O okuldan mezun olanların çoğu bir daha ki’yi yanlış yerde ayırmadı, de’yi de. Formüllere sokmadan doğru metin yazmayı öğrendik. Yazıda kendimizi ifade edebilmeyi öğrendik. Bazılarımız okumayı yeniden keşfetti.

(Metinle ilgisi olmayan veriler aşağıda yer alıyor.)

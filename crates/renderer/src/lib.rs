//! Backdrop renderer for lightwell.
//!
//! The crate owns everything between "a scene wants a glowing pillar behind
//! it" and "pixels on a surface", including the decision not to render at
//! all. The overall flow is:
//!
//! ```text
//!   host (viewer / scene)
//!          │ PillarParams + RegionSize
//!          ▼
//!   PillarRenderer::mount ──▶ capability probe ──▶ GpuContext ──▶ pipeline
//!          │                        │ false                │ error
//!          │                        └────────┬─────────────┘
//!          ▼                                 ▼
//!   tick()/resize()/set_pointer()      HazeLayer (static fallback,
//!          │                           always present under the GPU layer)
//!          ▼
//!   unmount(): releases bindings, program, surface, in that order
//! ```
//!
//! `mount` never lets an initialisation error escape: every failure path
//! (reduced motion, no 3D acceleration, empty region, GPU throw) collapses
//! to "no session", and the caller leans on the haze layer instead. A live
//! session is exclusively owned by [`PillarRenderer`]; runtime render
//! failures tear it down in place so a scheduled frame can never touch a
//! disposed surface.

mod capability;
mod gpu;
mod haze;
mod pacing;
mod session;
mod types;

pub use capability::probe;
pub use haze::HazeLayer;
pub use pacing::FramePacer;
pub use session::{PillarRenderer, TickOutcome};
pub use types::{BlendMode, MountError, PillarParams, RegionSize};
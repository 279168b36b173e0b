//! Per-parameter damped interpolation.
//!
//! Scroll progress drives many dependent visual parameters (exit fades,
//! parallax offsets, drift) that each want their own smoothing rate. Instead
//! of a lazily recomputed derived-value graph, every parameter holds explicit
//! `{ current, target, rate }` state stepped once per frame, colocated with
//! the scene instance that owns it.

/// Gap below which a damped parameter snaps onto its target. Parameters are
/// typically normalized, so this is far finer than the pixel-scale epsilon
/// used for scrolling.
const SNAP_EPSILON: f32 = 1e-3;

/// A scalar that chases its target with exponential damping.
#[derive(Debug, Clone, Copy)]
pub struct DampedValue {
    current: f32,
    target: f32,
    rate: f32,
}

impl DampedValue {
    /// Creates a settled value at `initial`. `rate` is the per-frame
    /// interpolation factor in (0, 1]; higher is snappier.
    pub fn new(initial: f32, rate: f32) -> Self {
        Self {
            current: initial,
            target: initial,
            rate: rate.clamp(f32::EPSILON, 1.0),
        }
    }

    pub fn current(&self) -> f32 {
        self.current
    }

    pub fn target(&self) -> f32 {
        self.target
    }

    pub fn set_target(&mut self, target: f32) {
        self.target = target;
    }

    /// Forces the value onto `value` with no interpolation.
    pub fn snap_to(&mut self, value: f32) {
        self.current = value;
        self.target = value;
    }

    pub fn is_settled(&self) -> bool {
        (self.target - self.current).abs() < SNAP_EPSILON
    }

    /// Advances one frame and returns the new current value.
    pub fn step(&mut self) -> f32 {
        let gap = self.target - self.current;
        if gap.abs() < SNAP_EPSILON {
            self.current = self.target;
        } else {
            self.current += gap * self.rate;
        }
        self.current
    }
}

#[cfg(test)]
mod tests {
    use super::*;

    #[test]
    fn approaches_target_monotonically() {
        let mut value = DampedValue::new(0.0, 0.2);
        value.set_target(1.0);
        let mut last = 0.0;
        for _ in 0..16 {
            let next = value.step();
            assert!(next >= last);
            assert!(next <= 1.0);
            last = next;
        }
    }

    #[test]
    fn settles_exactly_on_target() {
        let mut value = DampedValue::new(0.0, 0.35);
        value.set_target(0.8);
        for _ in 0..200 {
            value.step();
            if value.is_settled() {
                break;
            }
        }
        value.step();
        assert_eq!(value.current(), 0.8);
    }

    #[test]
    fn snap_bypasses_interpolation() {
        let mut value = DampedValue::new(0.0, 0.1);
        value.set_target(1.0);
        value.step();
        value.snap_to(0.5);
        assert_eq!(value.current(), 0.5);
        assert!(value.is_settled());
    }

    #[test]
    fn degenerate_rates_are_clamped() {
        let mut value = DampedValue::new(0.0, 0.0);
        value.set_target(1.0);
        // Even a zero rate request must still make (tiny) progress rather
        // than dividing the frame loop into an infinite stall.
        let before = value.current();
        value.step();
        assert!(value.current() >= before);

        let mut value = DampedValue::new(0.0, 5.0);
        value.set_target(1.0);
        value.step();
        assert!(value.current() <= 1.0);
    }
}
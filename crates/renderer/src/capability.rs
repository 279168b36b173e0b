//! One-shot 3D-capability probe.
//!
//! Mirrors the "allocate a throwaway surface, see if it sticks" check: we ask
//! wgpu for any adapter at all, without binding to a real surface, and treat
//! every failure mode (headless host, missing drivers, sandboxed process) as
//! a plain `false`. The result is cached for the process lifetime so the
//! mount decision cannot flip after the first evaluation.

use std::sync::OnceLock;

static PROBE_RESULT: OnceLock<bool> = OnceLock::new();

/// Returns whether a GPU adapter can be acquired. Synchronous, never panics,
/// evaluated at most once per process.
pub fn probe() -> bool {
    *PROBE_RESULT.get_or_init(probe_uncached)
}

fn probe_uncached() -> bool {
    let instance = wgpu::Instance::default();
    let adapter = pollster::block_on(instance.request_adapter(&wgpu::RequestAdapterOptions {
        power_preference: wgpu::PowerPreference::LowPower,
        compatible_surface: None,
        force_fallback_adapter: false,
    }));

    match adapter {
        Ok(adapter) => {
            let info = adapter.get_info();
            tracing::debug!(name = %info.name, backend = ?info.backend, "capability probe found adapter");
            true
        }
        Err(err) => {
            tracing::info!(%err, "capability probe found no adapter; backdrop will use the haze fallback");
            false
        }
    }
}

#[cfg(test)]
mod tests {
    use super::*;

    #[test]
    fn probe_is_stable_across_calls() {
        // The cached result must never flip mid-process, whatever the host
        // hardware looks like.
        assert_eq!(probe(), probe());
    }
}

Bazılarımız araştırmayı, aradığını bulmayı öğrendi.
Nevzat Hocamız bizleri okul sırasında da, mezuniyette de, eğlencede de, cenazede de yalnız bırakmadı. Hepimizin yaşamına önce eğitmen sonra da dost olarak katıldı.
Nevzat Hoca onca zorluğa rağmen yolculuğunu verimli kıldı, ardında iyiyi, güzeli ve doğruyu bulmuş insanlar bıraktı. Ve zamanını doldurarak toprak anaya kavuştu.
Şu dünyadan göçen tanışlar arasında yüreğimde iz bırakmış birkaç öğreticimden birisi olan Nevzat Gözaydın’ı şükranla anıyorum.
Kendisini hep mavi gözleri ve şefkatli gülümsemesi ile hatırlayacağım.
Bu toprakların daha pek çok Nevzat Hoca’ya ihtiyacı var.